//! Storage ports used by the poller and the job pipeline.
//!
//! [`PgStore`] is the production implementation. [`MemoryStore`] keeps
//! everything in process and is used to exercise the worker without a
//! database.

mod memory;
mod postgres;

pub use memory::{MemoryStore, StoredJob};
pub use postgres::PgStore;

use async_trait::async_trait;
use deckbench_core::deck::DeckDefinition;
use deckbench_core::job::{JobResult, MatchJob};
use deckbench_core::types::{DbId, Timestamp};

/// Errors surfaced by a store.
#[derive(Debug, thiserror::Error)]
pub enum StoreError {
    #[error("Store unavailable: {0}")]
    Unavailable(String),

    #[error("Job {0} not found or not claimed")]
    NotFound(DbId),

    #[error("Job {id} has an unusable row: {reason}")]
    CorruptRow { id: DbId, reason: String },
}

impl From<sqlx::Error> for StoreError {
    fn from(err: sqlx::Error) -> Self {
        StoreError::Unavailable(err.to_string())
    }
}

/// Result of a conditional claim.
#[derive(Debug, Clone, PartialEq, Eq)]
pub enum ClaimOutcome {
    /// This device now owns the job.
    Claimed(MatchJob),
    /// Another device claimed it first. Not an error.
    Raced,
}

/// Job queue port.
#[async_trait]
pub trait JobStore: Send + Sync {
    /// Ids of unclaimed jobs, oldest first, at most `limit`.
    async fn list_unclaimed(&self, limit: usize) -> Result<Vec<DbId>, StoreError>;

    /// Set the claim owner to `owner` only if no owner is set yet.
    async fn try_claim(&self, id: DbId, owner: DbId) -> Result<ClaimOutcome, StoreError>;

    /// Write win counts, turn counts and the finish time in one update.
    async fn record_result(&self, id: DbId, result: &JobResult) -> Result<(), StoreError>;

    /// Unfinished jobs owned by `owner` that were claimed before `cutoff`.
    async fn list_stale_claims(
        &self,
        owner: DbId,
        cutoff: Timestamp,
    ) -> Result<Vec<DbId>, StoreError>;
}

/// Deck library port.
#[async_trait]
pub trait DeckStore: Send + Sync {
    /// Look up one deck version. `None` when the version does not exist.
    async fn find_deck(&self, version_id: DbId) -> Result<Option<DeckDefinition>, StoreError>;
}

# Try it
Each entry must be reproduced exactly, with nothing added or dropped.

# Result of the exercise
//! Storage ports used by the poller and the job pipeline.
//!
//! [`PgStore`] is the production implementation. [`MemoryStore`] keeps
//! everything in process and is used to exercise the worker without a
//! database.

mod memory;
mod postgres;

pub use memory::{MemoryStore, StoredJob};
pub use postgres::PgStore;

use async_trait::async_trait;
use deckbench_core::deck::DeckDefinition;
use deckbench_core::job::{JobResult, MatchJob};
use deckbench_core::types::{DbId, Timestamp};

/// Errors surfaced by a store.
#[derive(Debug, thiserror::Error)]
pub enum StoreError {
    #[error("Store unavailable: {0}")]
    Unavailable(String),

    #[error("Job {0} not found or not claimed")]
    NotFound(DbId),

    #[error("Job {id} has an unusable row: {reason}")]
    CorruptRow { id: DbId, reason: String },
}

impl From<sqlx::Error> for StoreError {
    fn from(err: sqlx::Error) -> Self {
        StoreError::Unavailable(err.to_string())
    }
}

/// Result of a conditional claim.
#[derive(Debug, Clone, PartialEq, Eq)]
pub enum ClaimOutcome {
    /// This device now owns the job.
    Claimed(MatchJob),
    /// Another device claimed it first. Not an error.
    Raced,
}

/// Job queue port.
#[async_trait]
pub trait JobStore: Send + Sync {
    /// Ids of unclaimed jobs, oldest first, at most `limit`.
    async fn list_unclaimed(&self, limit: usize) -> Result<Vec<DbId>, StoreError>;

    /// Set the claim owner to `owner` only if no owner is set yet.
    async fn try_claim(&self, id: DbId, owner: DbId) -> Result<ClaimOutcome, StoreError>;

    /// Write win counts, turn counts and the finish time in one update.
    async fn record_result(&self, id: DbId, result: &JobResult) -> Result<(), StoreError>;

    /// Unfinished jobs owned by `owner` that were claimed before `cutoff`.
    async fn list_stale_claims(
        &self,
        owner: DbId,
        cutoff: Timestamp,
    ) -> Result<Vec<DbId>, StoreError>;
}

/// Deck library port.
#[async_trait]
pub trait DeckStore: Send + Sync {
    /// Look up one deck version. `None` when the version does not exist.
    async fn find_deck(&self, version_id: DbId) -> Result<Option<DeckDefinition>, StoreError>;
}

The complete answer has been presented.